Assignment =
Figure out the number of lines in the entries that hold the string "failed", then give that number and nothing else.

(Stored data)

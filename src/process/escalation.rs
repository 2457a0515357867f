/*!
 * Kill Escalation
 *
 * Per-process timing state for deadline expiry and graceful-then-forceful
 * termination. Kept separate from `ProcessStatus`: a process can be
 * `running` while its escalation is already in the grace period.
 *
 *   Armed(deadline) --deadline--> Disarmed          (forceful kill, timeout)
 *   Armed --graceful request--> GracePeriod(min(now + grace, deadline))
 *   GracePeriod --until--> Disarmed                 (forceful kill)
 *
 * A grace period never outlasts the execution deadline. When the deadline
 * is what ends it, firing reports `DeadlineExpired`.
 *   any --forceful request / exit--> Disarmed
 */

use std::time::Duration;
use tokio::time::Instant;

/// Escalation state of a single process
#[derive(Debug, Clone, Copy, PartialEq, Eq)]
pub enum Escalation {
    /// Waiting for the execution deadline
    Armed { deadline: Instant },
    /// Graceful termination sent; forceful kill due at `deadline`.
    /// `at_timeout` is set when the execution deadline cut the grace short.
    GracePeriod { deadline: Instant, at_timeout: bool },
    /// No timer pending
    Disarmed,
}

/// What the owner must do when a timer fires
#[derive(Debug, Clone, Copy, PartialEq, Eq)]
pub enum EscalationAction {
    /// Execution deadline reached
    DeadlineExpired,
    /// Grace period elapsed without a voluntary exit
    GraceExpired,
}

impl Escalation {
    pub fn armed(deadline: Instant) -> Self {
        Escalation::Armed { deadline }
    }

    /// Next instant at which `fire` may act
    pub fn wakeup(&self) -> Option<Instant> {
        match *self {
            Escalation::Armed { deadline } | Escalation::GracePeriod { deadline, .. } => {
                Some(deadline)
            }
            Escalation::Disarmed => None,
        }
    }

    /// Enter the grace period. Returns false when a grace period is already
    /// running or escalation is over, so repeated graceful requests do not
    /// extend the wait.
    pub fn begin_grace(&mut self, now: Instant, grace: Duration) -> bool {
        match *self {
            Escalation::Armed { deadline } => {
                let until = now + grace;
                *self = if until < deadline {
                    Escalation::GracePeriod {
                        deadline: until,
                        at_timeout: false,
                    }
                } else {
                    Escalation::GracePeriod {
                        deadline,
                        at_timeout: true,
                    }
                };
                true
            }
            Escalation::GracePeriod { .. } | Escalation::Disarmed => false,
        }
    }

    /// Consume an expired timer
    pub fn fire(&mut self, now: Instant) -> Option<EscalationAction> {
        let action = match *self {
            Escalation::Armed { deadline } if now >= deadline => EscalationAction::DeadlineExpired,
            Escalation::GracePeriod {
                deadline,
                at_timeout,
            } if now >= deadline => {
                if at_timeout {
                    EscalationAction::DeadlineExpired
                } else {
                    EscalationAction::GraceExpired
                }
            }
            _ => return None,
        };
        *self = Escalation::Disarmed;
        Some(action)
    }

    pub fn disarm(&mut self) {
        *self = Escalation::Disarmed;
    }

    pub fn is_disarmed(&self) -> bool {
        matches!(self, Escalation::Disarmed)
    }
}

#[cfg(test)]
mod tests {
    use super::*;
    use proptest::prelude::*;

    const SEC: Duration = Duration::from_secs(1);

    #[test]
    fn test_deadline_fires_once() {
        let start = Instant::now();
        let mut esc = Escalation::armed(start + SEC);

        assert_eq!(esc.wakeup(), Some(start + SEC));
        assert_eq!(esc.fire(start), None);
        assert_eq!(esc.fire(start + SEC), Some(EscalationAction::DeadlineExpired));
        assert!(esc.is_disarmed());
        assert_eq!(esc.fire(start + SEC * 10), None);
    }

    #[test]
    fn test_grace_replaces_deadline() {
        let start = Instant::now();
        let mut esc = Escalation::armed(start + SEC * 30);

        assert!(esc.begin_grace(start, SEC * 5));
        assert_eq!(esc.wakeup(), Some(start + SEC * 5));
        assert_eq!(esc.fire(start + SEC * 5), Some(EscalationAction::GraceExpired));
        assert!(esc.is_disarmed());
    }

    #[test]
    fn test_repeated_grace_does_not_extend() {
        let start = Instant::now();
        let mut esc = Escalation::armed(start + SEC * 30);

        assert!(esc.begin_grace(start, SEC * 5));
        assert!(!esc.begin_grace(start + SEC * 4, SEC * 5));
        assert_eq!(esc.wakeup(), Some(start + SEC * 5));
    }

    #[test]
    fn test_grace_is_cut_short_by_deadline() {
        let start = Instant::now();
        let mut esc = Escalation::armed(start + SEC);

        assert!(esc.begin_grace(start, SEC * 3));
        assert_eq!(esc.wakeup(), Some(start + SEC));
        assert_eq!(esc.fire(start + SEC), Some(EscalationAction::DeadlineExpired));
        assert!(esc.is_disarmed());
    }

    #[test]
    fn test_disarmed_ignores_everything() {
        let start = Instant::now();
        let mut esc = Escalation::armed(start + SEC);
        esc.disarm();

        assert!(!esc.begin_grace(start, SEC));
        assert_eq!(esc.wakeup(), None);
        assert_eq!(esc.fire(start + SEC * 100), None);
    }

    proptest! {
        #[test]
        fn prop_fire_never_acts_before_wakeup(deadline_ms in 1u64..100_000, probe_ms in 0u64..200_000) {
            let start = Instant::now();
            let mut esc = Escalation::armed(start + Duration::from_millis(deadline_ms));
            let probe = start + Duration::from_millis(probe_ms);
            let fired = esc.fire(probe).is_some();
            prop_assert_eq!(fired, probe_ms >= deadline_ms);
            prop_assert_eq!(esc.is_disarmed(), fired);
        }

        #[test]
        fn prop_grace_never_outlasts_deadline(
            deadline_ms in 1u64..100_000,
            request_ms in 0u64..100_000,
            grace_ms in 0u64..100_000,
        ) {
            let start = Instant::now();
            let deadline = start + Duration::from_millis(deadline_ms);
            let mut esc = Escalation::armed(deadline);

            esc.begin_grace(start + Duration::from_millis(request_ms), Duration::from_millis(grace_ms));
            let wakeup = esc.wakeup().unwrap();
            prop_assert!(wakeup <= deadline);

            let expected = if request_ms + grace_ms < deadline_ms {
                EscalationAction::GraceExpired
            } else {
                EscalationAction::DeadlineExpired
            };
            prop_assert_eq!(esc.fire(wakeup), Some(expected));
        }
    }
}
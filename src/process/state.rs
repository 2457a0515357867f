/*!
 * Manager State
 * Everything the public manager, the supervisors and the background loops share
 */

use super::config::ProcessLimits;
use super::registry::{KillReason, ProcessSignal, Registry};
use super::resources::{HeuristicSampler, ResourceSampler};
use super::types::LifecycleEvent;
use crate::core::errors::ExecResult;
use crate::security::CommandValidator;
use parking_lot::{Mutex, RwLock};
use std::sync::atomic::{AtomicBool, Ordering};
use std::sync::Arc;
use std::time::Duration;
use tokio::sync::{mpsc, Notify};

pub(crate) struct ManagerState {
    pub(crate) registry: Mutex<Registry>,
    pub(crate) limits: RwLock<ProcessLimits>,
    pub(crate) sampler: Arc<dyn ResourceSampler>,
    pub(crate) fallback: HeuristicSampler,
    pub(crate) validator: Arc<dyn CommandValidator>,
    pub(crate) retention: Duration,
    /// Woken whenever a supervised process exits
    pub(crate) exited: Notify,
    shut_down: AtomicBool,
    observers: Mutex<Vec<mpsc::UnboundedSender<LifecycleEvent>>>,
}

impl ManagerState {
    pub(crate) fn new(
        limits: ProcessLimits,
        sampler: Arc<dyn ResourceSampler>,
        validator: Arc<dyn CommandValidator>,
        retention: Duration,
    ) -> Self {
        Self {
            registry: Mutex::new(Registry::new()),
            limits: RwLock::new(limits),
            sampler,
            fallback: HeuristicSampler,
            validator,
            retention,
            exited: Notify::new(),
            shut_down: AtomicBool::new(false),
            observers: Mutex::new(Vec::new()),
        }
    }

    pub(crate) fn subscribe(&self) -> mpsc::UnboundedReceiver<LifecycleEvent> {
        let (tx, rx) = mpsc::unbounded_channel();
        self.observers.lock().push(tx);
        rx
    }

    /// Deliver to every live observer, dropping the closed ones
    pub(crate) fn emit(&self, event: LifecycleEvent) {
        self.observers
            .lock()
            .retain(|tx| tx.send(event.clone()).is_ok());
    }

    pub(crate) fn force_kill(&self, id: &str, reason: KillReason) -> ExecResult<bool> {
        self.registry.lock().signal(id, ProcessSignal::Kill, reason)
    }

    pub(crate) fn terminate(&self, id: &str, reason: KillReason) -> ExecResult<bool> {
        let grace = self.limits.read().grace_period();
        self.registry
            .lock()
            .signal(id, ProcessSignal::Terminate { grace }, reason)
    }

    /// Forcefully kill every running record; returns how many were signalled
    pub(crate) fn kill_running(&self, reason: KillReason) -> usize {
        let mut registry = self.registry.lock();
        let mut killed = 0;
        for id in registry.running_ids() {
            match registry.signal(&id, ProcessSignal::Kill, reason) {
                Ok(true) => killed += 1,
                Ok(false) => {}
                Err(e) => tracing::warn!(id = %id, error = %e, "Kill request failed"),
            }
        }
        killed
    }

    /// Flip to shut down; true only for the first caller
    pub(crate) fn begin_shutdown(&self) -> bool {
        !self.shut_down.swap(true, Ordering::SeqCst)
    }

    pub(crate) fn is_shut_down(&self) -> bool {
        self.shut_down.load(Ordering::SeqCst)
    }
}
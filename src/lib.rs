/*!
 * Process Runner Library
 * Runs OS commands under concurrency, memory, CPU and wall-clock limits
 */

pub mod core;
pub mod monitoring;
pub mod process;
pub mod security;

// Re-exports
pub use crate::core::errors::{ConfigError, ExecError, ExecResult};
pub use monitoring::{init_tracing, HostSnapshot};
pub use process::{
    CommandResult, ExecuteOptions, ExecuteRequest, KillMode, LifecycleEvent, LimitsUpdate,
    ProcessInfo, ProcessLimits, ProcessManager, ProcessManagerBuilder, ProcessManagerStats,
    ProcessStatus, Stats, TerminalType,
};
pub use security::{BasicCommandValidator, CommandValidator, PermitAll};
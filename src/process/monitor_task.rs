/*!
 * Resource Monitor
 *
 * One pass of the resource sampler loop: sample every running process off
 * the async threads, store the readings, enforce the memory limit and
 * refresh the aggregate stats.
 */

use super::periodic::PeriodicTask;
use super::registry::{KillReason, ProcessSignal};
use super::resources::{sample_or_estimate, ResourceUsage};
use super::state::ManagerState;
use std::sync::Arc;
use tokio::time::Instant;
use tracing::{error, warn};

pub(crate) fn spawn(state: Arc<ManagerState>) -> PeriodicTask {
    let period = state.limits.read().resource_check_interval();
    PeriodicTask::spawn("resource-monitor", period, move || {
        let state = state.clone();
        async move { sample_once(&state).await }
    })
}

pub(crate) async fn sample_once(state: &Arc<ManagerState>) {
    let targets = state.registry.lock().sample_targets(Instant::now());
    if targets.is_empty() {
        state.registry.lock().recompute_aggregates();
        return;
    }

    let sampler = state.sampler.clone();
    let fallback = state.fallback;
    let sampled = tokio::task::spawn_blocking(move || {
        targets
            .into_iter()
            .map(|t| {
                let usage = sample_or_estimate(sampler.as_ref(), &fallback, t.pid, t.age);
                (t.id, usage)
            })
            .collect::<Vec<_>>()
    })
    .await;

    let samples = match sampled {
        Ok(samples) => samples,
        Err(e) => {
            error!(error = %e, "Sampling task failed");
            return;
        }
    };

    let mut registry = state.registry.lock();
    for (id, usage) in samples {
        let Some(record) = registry.get_mut(&id) else {
            continue;
        };
        if !record.is_running() {
            continue;
        }
        let ResourceUsage {
            memory_mb,
            cpu_percent,
            estimated,
        } = usage;
        record.memory_usage_mb = memory_mb;
        record.cpu_usage_percent = cpu_percent;

        if let Some(cpu) = cpu_percent.filter(|cpu| *cpu > record.max_cpu_percent) {
            warn!(
                id = %id,
                pid = record.pid,
                cpu_percent = cpu,
                limit = record.max_cpu_percent,
                "Process over CPU limit"
            );
        }

        // Estimates never justify a kill
        if !estimated && memory_mb > record.max_memory_mb as f64 {
            warn!(
                id = %id,
                pid = record.pid,
                memory_mb,
                limit_mb = record.max_memory_mb,
                "Process over memory limit, killing"
            );
            if let Err(e) = registry.signal(&id, ProcessSignal::Kill, KillReason::ResourceLimit) {
                warn!(id = %id, error = %e, "Memory limit kill failed");
            }
        }
    }
    registry.recompute_aggregates();
}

(End Stored data)

Result below =
3